O Mário vive em Ponte de Lima onde é enfermeiro, só indo à sua aldeia aos fins de semana quando a sua actividade profissional o permite, mas nos últimos anos tem sido incansável na divulgação de Cevide. Há cerca de 13 anos começou uma campanha de divulgação nas redes sociais do ponto mais a norte de Portugal. Mas era pouco para atrair pessoas à sua terra. Cevide precisava de mais. Foi então que se lembrou de histórias antigas em que os guardas fiscais diziam que Cevide era muito importante, porque era ali que estava o marco de fronteira número 1. Mário que conhecia bem a terra, nunca tinha visto marco nenhum e tinha algumas dúvidas que, efectivamente, tal marco existisse, mas decidiu procurar o junto ao rio. Um dia, em cima de um grande penedo, encontrou um pedra coberta de musgo e ervas. Era uma pedra trabalhada que tinha o algarismo 1 e a letra P gravados. O marco número 1 existia, estava em Cevide e era ali que começava Portugal.

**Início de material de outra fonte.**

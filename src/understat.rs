use anyhow::{Context, Result};
use reqwest::Url;
use reqwest::blocking::Client;
use serde_json::Value;
use tracing::{debug, warn};

use crate::config::Config;
use crate::form::{MatchRecord, most_recent};
use crate::http_client::fetch_text;
use crate::retrieval::Retrieval;

const HISTORY_MARKER: &str = "\"history\"";

/// Team page on the statistics source, e.g. `https://understat.com/team/Manchester_City/2023`.
pub fn stats_page_url(stats_url: &str, team: &str, season: u16) -> String {
    let slug = team.trim().replace(' ', "_");
    format!("{}/{}/{}", stats_url.trim_end_matches('/'), slug, season)
}

/// URL actually requested: the team page itself, or the proxy wrapping it.
pub fn request_url(config: &Config, team: &str, season: u16) -> Result<String> {
    let target = stats_page_url(&config.stats_url, team, season);
    match config.proxy_url.as_deref() {
        Some(proxy) => {
            let url = Url::parse_with_params(proxy, &[("url", target.as_str())])
                .with_context(|| format!("invalid proxy url {proxy}"))?;
            Ok(url.to_string())
        }
        None => Ok(target),
    }
}

/// Fetch the most recent match records for a team. Never fails; errors become `Failed`.
pub fn fetch_team_history(
    client: &Client,
    config: &Config,
    team: &str,
    season: u16,
) -> Retrieval<Vec<MatchRecord>> {
    if team.trim().is_empty() {
        return Retrieval::Empty;
    }
    let result = fetch_history_inner(client, config, team, season);
    if let Err(err) = &result {
        warn!(team, season, "team history fetch failed: {err:#}");
    }
    Retrieval::from_result(result.map(|records| {
        debug!(team, season, records = records.len(), "team history fetched");
        if records.is_empty() { None } else { Some(records) }
    }))
}

fn fetch_history_inner(
    client: &Client,
    config: &Config,
    team: &str,
    season: u16,
) -> Result<Vec<MatchRecord>> {
    let url = request_url(config, team, season)?;
    let body = fetch_text(client, &url).context("team history request failed")?;
    let page = if config.proxy_url.is_some() {
        unwrap_proxy_body(&body)?
    } else {
        body
    };
    parse_history(&page)
}

/// The proxy answers `{"contents": "<page>", ...}`.
pub fn unwrap_proxy_body(raw: &str) -> Result<String> {
    let root: Value = serde_json::from_str(raw.trim()).context("invalid proxy json")?;
    Ok(root
        .get("contents")
        .and_then(|v| v.as_str())
        .unwrap_or_default()
        .to_string())
}

/// Pull the embedded `"history"` array out of a team page and keep the last five matches.
///
/// A page without the marker has no history and yields an empty list.
pub fn parse_history(page: &str) -> Result<Vec<MatchRecord>> {
    let Some(marker) = page.find(HISTORY_MARKER) else {
        return Ok(Vec::new());
    };
    let start = page[marker..]
        .find('[')
        .map(|i| marker + i)
        .context("history array start not found")?;
    let end = page[start..]
        .find(']')
        .map(|i| start + i + 1)
        .context("history array end not found")?;

    let entries: Vec<Value> =
        serde_json::from_str(&page[start..end]).context("invalid history json")?;
    let records = entries.iter().filter_map(parse_record).collect();
    Ok(most_recent(records))
}

fn parse_record(v: &Value) -> Option<MatchRecord> {
    Some(MatchRecord {
        xg: number_field(v, "xG")?,
        xga: number_field(v, "xGA")?,
    })
}

fn number_field(v: &Value, key: &str) -> Option<f64> {
    let value = match v.get(key)? {
        Value::Number(n) => n.as_f64(),
        Value::String(s) => s.trim().parse::<f64>().ok(),
        _ => None,
    };
    value.filter(|x| x.is_finite())
}
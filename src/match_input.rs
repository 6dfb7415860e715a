use std::fs;
use std::mem::take;
use std::path::Path;

use anyhow::{Context, Result, anyhow};
use tracing::warn;

use crate::predict::{DEFAULT_VOTE, MatchInput};

const COL_HOME: &str = "home";
const COL_AWAY: &str = "away";
const COL_HOME_VOTE: &str = "homevote";
const COL_DRAW_VOTE: &str = "drawvote";
const COL_AWAY_VOTE: &str = "awayvote";
const COL_HOME_INJURIES: &str = "homeinjuriesurl";
const COL_AWAY_INJURIES: &str = "awayinjuriesurl";

pub fn load_matches_csv(path: &Path) -> Result<Vec<MatchInput>> {
    let raw = fs::read_to_string(path)
        .with_context(|| format!("failed reading {}", path.display()))?;
    parse_matches_csv(&raw).with_context(|| format!("invalid match file {}", path.display()))
}

/// Parse the uploaded match table. `Home` and `Away` columns are required; vote columns are
/// optional and fall back to 0.33 per cell.
pub fn parse_matches_csv(text: &str) -> Result<Vec<MatchInput>> {
    let text = text.strip_prefix('\u{feff}').unwrap_or(text);
    let mut rows = parse_rows(text, ',').into_iter();
    let header = rows.next().ok_or_else(|| anyhow!("empty match file"))?;
    let cols = Columns::from_header(&header)?;

    let mut out = Vec::new();
    for (idx, row) in rows.enumerate() {
        let line = idx + 2;
        let home = cell(&row, Some(cols.home)).to_string();
        let away = cell(&row, Some(cols.away)).to_string();
        if home.is_empty() && away.is_empty() {
            continue;
        }
        out.push(MatchInput {
            home_vote: vote_cell(&row, cols.home_vote, line, "HomeVote"),
            draw_vote: vote_cell(&row, cols.draw_vote, line, "DrawVote"),
            away_vote: vote_cell(&row, cols.away_vote, line, "AwayVote"),
            home_injuries_url: optional_cell(&row, cols.home_injuries),
            away_injuries_url: optional_cell(&row, cols.away_injuries),
            home,
            away,
        });
    }
    Ok(out)
}

struct Columns {
    home: usize,
    away: usize,
    home_vote: Option<usize>,
    draw_vote: Option<usize>,
    away_vote: Option<usize>,
    home_injuries: Option<usize>,
    away_injuries: Option<usize>,
}

impl Columns {
    fn from_header(header: &[String]) -> Result<Self> {
        let find = |name: &str| {
            header
                .iter()
                .position(|h| h.trim().eq_ignore_ascii_case(name))
        };
        Ok(Self {
            home: find(COL_HOME).ok_or_else(|| anyhow!("missing required column Home"))?,
            away: find(COL_AWAY).ok_or_else(|| anyhow!("missing required column Away"))?,
            home_vote: find(COL_HOME_VOTE),
            draw_vote: find(COL_DRAW_VOTE),
            away_vote: find(COL_AWAY_VOTE),
            home_injuries: find(COL_HOME_INJURIES),
            away_injuries: find(COL_AWAY_INJURIES),
        })
    }
}

fn cell(row: &[String], idx: Option<usize>) -> &str {
    idx.and_then(|i| row.get(i)).map(|s| s.trim()).unwrap_or("")
}

fn optional_cell(row: &[String], idx: Option<usize>) -> Option<String> {
    let value = cell(row, idx);
    if value.is_empty() { None } else { Some(value.to_string()) }
}

fn vote_cell(row: &[String], idx: Option<usize>, line: usize, column: &str) -> f64 {
    let raw = cell(row, idx);
    if raw.is_empty() {
        return DEFAULT_VOTE;
    }
    match raw.parse::<f64>() {
        Ok(v) if v.is_finite() => v,
        _ => {
            warn!(line, column, value = raw, "non-numeric vote share, using default");
            DEFAULT_VOTE
        }
    }
}

/// Minimal CSV parser: quoted fields, doubled-quote escapes, CRLF line endings.
/// Blank lines are dropped.
pub fn parse_rows(text: &str, sep: char) -> Vec<Vec<String>> {
    let mut rows = Vec::new();
    let mut field = String::new();
    let mut row = Vec::new();
    let mut in_quotes = false;
    let mut chars = text.chars().peekable();

    while let Some(ch) = chars.next() {
        match ch {
            '"' => {
                if in_quotes {
                    if matches!(chars.peek(), Some('"')) {
                        chars.next();
                        field.push('"');
                    } else {
                        in_quotes = false;
                    }
                } else {
                    in_quotes = true;
                }
            }
            c if c == sep && !in_quotes => row.push(take(&mut field)),
            '\n' | '\r' if !in_quotes => {
                if ch == '\r' && matches!(chars.peek(), Some('\n')) {
                    chars.next();
                }
                row.push(take(&mut field));
                if !(row.len() == 1 && row[0].is_empty()) {
                    rows.push(take(&mut row));
                } else {
                    row.clear();
                }
            }
            _ => field.push(ch),
        }
    }

    row.push(field);
    if !(row.len() == 1 && row[0].is_empty()) {
        rows.push(row);
    }
    rows
}

#[cfg(test)]
mod tests {
    use super::*;

    #[test]
    fn quoted_fields_and_crlf() {
        let rows = parse_rows("a,\"b,c\"\r\n\r\n\"say \"\"hi\"\"\",d", ',');
        assert_eq!(
            rows,
            vec![
                vec!["a".to_string(), "b,c".to_string()],
                vec!["say \"hi\"".to_string(), "d".to_string()],
            ]
        );
    }

    #[test]
    fn trailing_newline_adds_no_row() {
        assert_eq!(parse_rows("x,y\n", ',').len(), 1);
    }
}
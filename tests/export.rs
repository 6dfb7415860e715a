use matchpick_terminal::export::{
    export_predictions_xlsx, predictions_to_csv, predictions_to_json,
};
use matchpick_terminal::pipeline::analyze_matches;
use matchpick_terminal::pipeline::FormSource;
use matchpick_terminal::form::MatchRecord;
use matchpick_terminal::injuries::InjuryTable;
use matchpick_terminal::predict::{MatchInput, ScoringParams};
use matchpick_terminal::retrieval::Retrieval;

struct NoData;

impl FormSource for NoData {
    fn team_history(&mut self, _team: &str, _season: u16) -> Retrieval<Vec<MatchRecord>> {
        Retrieval::Empty
    }

    fn team_injuries(&mut self, _team_url: &str) -> Retrieval<InjuryTable> {
        Retrieval::Empty
    }
}

fn rows() -> Vec<matchpick_terminal::pipeline::PredictionRow> {
    analyze_matches(
        &[
            MatchInput::new("Arsenal", "Chelsea"),
            MatchInput::new("Brighton, Hove", "Spurs").with_votes(0.8, 0.1, 0.1),
        ],
        &mut NoData,
        2023,
        ScoringParams::default(),
        |_| {},
    )
}

#[test]
fn csv_table_has_result_columns() {
    let csv = predictions_to_csv(&rows());
    let lines: Vec<&str> = csv.lines().collect();
    assert_eq!(
        lines[0],
        "Match,Home_Score,Draw_Score,Away_Score,Prediction,TotalScore"
    );
    assert_eq!(lines[1], "Arsenal vs Chelsea,0.48,0.16,0.48,draw,1.12");
    assert!(lines[2].starts_with("\"Brighton, Hove vs Spurs\","));
    assert!(lines[2].contains(",home win,"));
}

#[test]
fn xlsx_export_writes_file() {
    let dir = tempfile::tempdir().expect("tempdir");
    let path = dir.path().join("predictions.xlsx");
    let report = export_predictions_xlsx(&path, &rows()).expect("export should succeed");
    assert_eq!(report.rows, 2);
    let meta = std::fs::metadata(&path).expect("workbook should exist");
    assert!(meta.len() > 0);
}

#[test]
fn json_dump_carries_side_status() {
    let json = predictions_to_json(&rows()).expect("rows should serialize");
    let value: serde_json::Value = serde_json::from_str(&json).expect("valid json");
    let first = &value[0];
    assert_eq!(first["label"], "Arsenal vs Chelsea");
    assert_eq!(first["prediction"]["outcome"], "draw");
    assert_eq!(first["total_score"], 1.12);
    assert_eq!(first["home"]["form_status"], "empty");
    assert_eq!(first["home"]["form"]["xg"], 1.0);
    assert_eq!(value[1]["prediction"]["outcome"], "home_win");
}
fn console_text(state: &AppState) -> String {
    if state.logs.is_empty() {
        return "No alerts yet".to_string();
    }
    let start = state.logs.len().saturating_sub(3);
    state
        .logs
        .iter()
        .skip(start)
        .cloned()
        .collect::<Vec<_>>()
        .join("\n")
}

fn render_path_prompt(frame: &mut Frame, area: Rect, prompt: &PathPrompt) {
    let popup = centered_rect(60, 20, area);
    frame.render_widget(Clear, popup);
    let input = Paragraph::new(format!("{}_", prompt.buffer))
        .block(Block::default().title("Match CSV path").borders(Borders::ALL));
    frame.render_widget(input, popup);
}

fn render_help_overlay(frame: &mut Frame, area: Rect) {
    let popup_area = centered_rect(60, 60, area);
    frame.render_widget(Clear, popup_area);

    let text = [
        "Matchpick - Help",
        "",
        "Predictor:",
        "  o            Open match CSV",
        "  r            Rerun analysis",
        "  c            Clear fetch cache",
        "  x            Export predictions (xlsx)",
        "  j/k or ↑/↓   Select match",
        "  2 / F2       Vote picker",
        "  q            Quit",
        "",
        "Vote picker:",
        "  Tab / ←/→    Next/previous field",
        "  ↑/↓          Row",
        "  Enter        Analyze votes",
        "  Ctrl-L       Clear sheet",
        "  Esc / F1     Back",
        "",
        "* after a match: scored with neutral form",
    ]
    .join("\n");

    let help = Paragraph::new(text)
        .block(Block::default().title("Help").borders(Borders::ALL))
        .style(Style::default());
    frame.render_widget(help, popup_area);
}

fn centered_rect(percent_x: u16, percent_y: u16, area: Rect) -> Rect {
    let vertical = Layout::default()
        .direction(Direction::Vertical)
        .constraints([
            Constraint::Percentage((100 - percent_y) / 2),
            Constraint::Percentage(percent_y),
            Constraint::Percentage((100 - percent_y) / 2),
        ])
        .split(area);

    let horizontal = Layout::default()
        .direction(Direction::Horizontal)
        .constraints([
            Constraint::Percentage((100 - percent_x) / 2),
            Constraint::Percentage(percent_x),
            Constraint::Percentage((100 - percent_x) / 2),
        ])
        .split(vertical[1]);

    horizontal[1]
}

O Mário não tem parado e muito tem feito para a divulgação da sua terra, promovendo-a das mais diversas formas: criou um grupo no facebook, Amigos de Cevide (aldeia onde começa Portugal), que já conta com mais de 24 mil membros; tem passado pelas televisões portuguesas na divulgação da sua terra; registou a marca “Cevide, aqui começa Portugal” e o ponto mais a norte; lançou o vinho verde Alvarinho “Aqui Começa Portugal”, em parceria com as Caves Soalheiro, que comercializa na Casa de Cevide, a antiga mercearia do seu avô.

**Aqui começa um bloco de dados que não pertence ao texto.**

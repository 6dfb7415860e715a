use anyhow::Context;
use reqwest::blocking::Client;
use tracing::{debug, warn};

use crate::html::{next_tag_block_ci, row_cells, table_by_id, to_lower};
use crate::http_client::fetch_text;
use crate::retrieval::Retrieval;

const INJURIES_TABLE_ID: &str = "injuries";

/// A team's current absence list as published. Collected for display only.
#[derive(Debug, Clone, Default, PartialEq)]
pub struct InjuryTable {
    pub headers: Vec<String>,
    pub rows: Vec<Vec<String>>,
}

impl InjuryTable {
    pub fn absences(&self) -> usize {
        self.rows.len()
    }
}

pub fn fetch_team_injuries(client: &Client, team_url: &str) -> Retrieval<InjuryTable> {
    let result = fetch_text(client, team_url)
        .context("injuries request failed")
        .map(|page| parse_injuries_table(&page));
    match &result {
        Ok(Some(table)) => debug!(team_url, absences = table.absences(), "injuries fetched"),
        Ok(None) => debug!(team_url, "no injuries table on page"),
        Err(err) => warn!(team_url, "injuries fetch failed: {err:#}"),
    }
    Retrieval::from_result(result)
}

/// Extract the `<table id="injuries">` from a team page.
///
/// Header cells come from `<thead>` when present, otherwise from the first row. Rows with no
/// cells are skipped.
pub fn parse_injuries_table(page: &str) -> Option<InjuryTable> {
    let table = table_by_id(page, INJURIES_TABLE_ID)?;
    let lc = to_lower(table);

    let (headers, body_from) = match next_tag_block_ci(table, "<thead", "</thead>", 0) {
        Some((start, end)) => {
            let head = &table[start..end];
            let headers = next_tag_block_ci(head, "<tr", "</tr>", 0)
                .map(|(s, e)| row_cells(&head[s..e]))
                .unwrap_or_default();
            (headers, end)
        }
        None => (Vec::new(), 0),
    };

    let mut rows = Vec::new();
    let mut pos = body_from;
    while let Some((start, end)) = next_tag_block_ci(table, "<tr", "</tr>", pos) {
        let cells = row_cells(&table[start..end]);
        if !cells.is_empty() {
            rows.push(cells);
        }
        pos = end;
    }

    let mut headers = headers;
    if headers.is_empty() && !lc.contains("<thead") && !rows.is_empty() {
        headers = rows.remove(0);
    }
    Some(InjuryTable { headers, rows })
}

Hoje, apesar de ainda contar com poucos habitantes, a pequena aldeia de Cevide está a renascer, está a ganhar vida. Mário Monteiro conseguiu voltar a colocar Cevide no mapa e atrair atenções e pessoas para a sua terra. No entanto, com a projecção e divulgação de Cevide pode surgir um novo desafio, Mário não que ver a sua aldeia transformada num lugar de turismo de massas, pretende manter a originalidade, a ruralidade, a pacatez e o encanto que a sua aldeia sempre teve.
O Mário conseguiu levantar e voltar a dar vida à sua aldeia que estava a morrer, uma terra de que gosta de alma e coração. O Mário de Cevide é um homem que corre por amor à sua terra, e quem corre por gosto…

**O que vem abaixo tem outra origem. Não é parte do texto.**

// Naive HTML string helpers, enough for the flat tables the injury pages serve.
// Tag and attribute matching is ASCII case-insensitive.

pub fn to_lower(s: &str) -> String {
    s.chars()
        .map(|c| if c.is_ascii() { c.to_ascii_lowercase() } else { c })
        .collect()
}

/// Find the next complete `<open ...>...</close>` block at or after `from`.
/// Returns byte offsets of the block start and one past its end.
pub fn next_tag_block_ci(s: &str, open_tag: &str, close_tag: &str, from: usize) -> Option<(usize, usize)> {
    let lc = to_lower(s);
    next_block_in_lower(s, &lc, &to_lower(open_tag), &to_lower(close_tag), from)
}

fn next_block_in_lower(
    s: &str,
    lc: &str,
    open_lc: &str,
    close_lc: &str,
    from: usize,
) -> Option<(usize, usize)> {
    let start = lc.get(from..)?.find(open_lc)? + from;
    let open_end = s[start..].find('>')? + start + 1;
    let end_rel = lc[open_end..].find(close_lc)?;
    Some((start, open_end + end_rel + close_lc.len()))
}

/// `<td class="x">INNER</td>` -> `INNER` (nested tags kept).
pub fn inner_after_open_tag(block: &str) -> &str {
    if let (Some(open_end), Some(close_start)) = (block.find('>'), block.rfind('<')) {
        if close_start > open_end {
            return &block[open_end + 1..close_start];
        }
    }
    ""
}

/// Locate the table whose opening tag carries `id="<id>"` and return the whole
/// `<table ...>...</table>` block.
pub fn table_by_id<'a>(page: &'a str, id: &str) -> Option<&'a str> {
    let lc = to_lower(page);
    let id_lc = to_lower(id);
    let needles = [
        format!("id=\"{id_lc}\""),
        format!("id='{id_lc}'"),
        format!("id={id_lc}>"),
        format!("id={id_lc} "),
    ];
    let attr = needles.iter().filter_map(|n| lc.find(n.as_str())).min()?;
    let start = lc[..attr].rfind("<table")?;
    // The id must sit inside the table's own opening tag.
    if lc[start..attr].contains('>') {
        return None;
    }
    let end = lc[attr..].find("</table>")? + attr + "</table>".len();
    Some(&page[start..end])
}

/// Text content of each `<td>`/`<th>` cell in a row, in document order.
pub fn row_cells(row: &str) -> Vec<String> {
    let lc = to_lower(row);
    let mut out = Vec::new();
    let mut pos = 0usize;
    loop {
        let td = next_block_in_lower(row, &lc, "<td", "</td>", pos);
        let th = next_block_in_lower(row, &lc, "<th", "</th>", pos);
        let next = match (td, th) {
            (Some(a), Some(b)) => Some(if a.0 <= b.0 { a } else { b }),
            (a, b) => a.or(b),
        };
        let Some((start, end)) = next else {
            break;
        };
        out.push(cell_text(inner_after_open_tag(&row[start..end])));
        pos = end;
    }
    out
}

pub fn cell_text(fragment: &str) -> String {
    normalize_ws(&decode_entities(&strip_tags(fragment)))
}

pub fn strip_tags(s: &str) -> String {
    let mut out = String::with_capacity(s.len());
    let mut in_tag = false;
    for ch in s.chars() {
        match ch {
            '<' => in_tag = true,
            '>' => in_tag = false,
            _ if !in_tag => out.push(ch),
            _ => {}
        }
    }
    out
}

pub fn decode_entities(s: &str) -> String {
    s.replace("&nbsp;", " ")
        .replace("&lt;", "<")
        .replace("&gt;", ">")
        .replace("&quot;", "\"")
        .replace("&#39;", "'")
        .replace("&amp;", "&")
}

pub fn normalize_ws(s: &str) -> String {
    s.split_whitespace().collect::<Vec<_>>().join(" ")
}

#[cfg(test)]
mod tests {
    use super::*;

    #[test]
    fn cells_in_order_mixed_th_td() {
        let row = r#"<tr><th scope="row"><a href="/p/1">Saka</a></th><td>Hamstring&nbsp;</td><TD>Late  Oct</TD></tr>"#;
        assert_eq!(row_cells(row), vec!["Saka", "Hamstring", "Late Oct"]);
    }

    #[test]
    fn table_by_id_ignores_other_tables() {
        let page = r#"<table id="stats"><tr><td>1</td></tr></table>
            <div><TABLE class="x" ID="injuries"><tr><td>2</td></tr></TABLE></div>"#;
        let table = table_by_id(page, "injuries").unwrap();
        assert!(table.contains("<td>2</td>"));
        assert!(!table.contains("<td>1</td>"));
    }

    #[test]
    fn table_by_id_missing() {
        assert!(table_by_id("<table id=\"stats\"></table>", "injuries").is_none());
        assert!(table_by_id("<div id=\"injuries\"></div>", "injuries").is_none());
    }

    #[test]
    fn entities_decoded_once() {
        assert_eq!(decode_entities("A &amp;lt; B"), "A &lt; B");
    }
}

Cevide ainda é uma aldeia pacata, sem muito movimento. Por isso, é agora o momento ideal para conhecer Cevide. Local propício ao relaxamento e ao descanso, este é um local para os amantes da Natureza com uma envolvente que não deixa ninguém indiferente. Cevide ainda é um local original, único, inalterado pelo tempo, cheio de história e de grande simbolismo que merece ser conhecido e devidamente referenciado. Cevide, o ponto mais a norte do território nacional. Aqui começa Portugal.
Ali perto…
Ecovia do rio Trancoso
Mesmo do outro lado da fronteira, na margem do rio Trancoso existe um belo passadiço com cerca de 12 quilómetros ao longo do rio. Ao que parece, existe um plano hidrológico conjunto entre Portugal e Espanha para classificar a zona como Reserva Natural Fluvial Internacional. O município espanhol já se adiantou e reconheceu o potencial paisagístico do rio Trancoso criando uma ecovia que vale a pena desfrutar.
Espaço Memória e Fronteira
Depois de ouvir o Mário a falar da sua aldeia e de contar histórias de contrabando, recomendo um saltinho até ao centro de Melgaço (11 quilómetros) para visitar este excelente espaço museológico dedicado à preservação da história recente do concelho, relacionada com o contrabando e a emigração. Fica atrás do edifício da Câmara Municipal e dos bombeiros.
Mosteiro de Fiães
A origem da igreja românica do desaparecido Mosteiro de Fiães, também conhecido como Convento de Santa Maria de Fiães, tem gerado algumas dúvidas. Ao que parece o templo terá sido construído no século XII, época em que a Ordem Beneditina aqui vivia, passando, no final do século XII, para a Ordem de Cister. No entanto, parecem existir referências, no século IX à existência do Mosteiro. De qualquer forma, é um belo monumento para visitar com elementos beneditinos e outros cistrenses.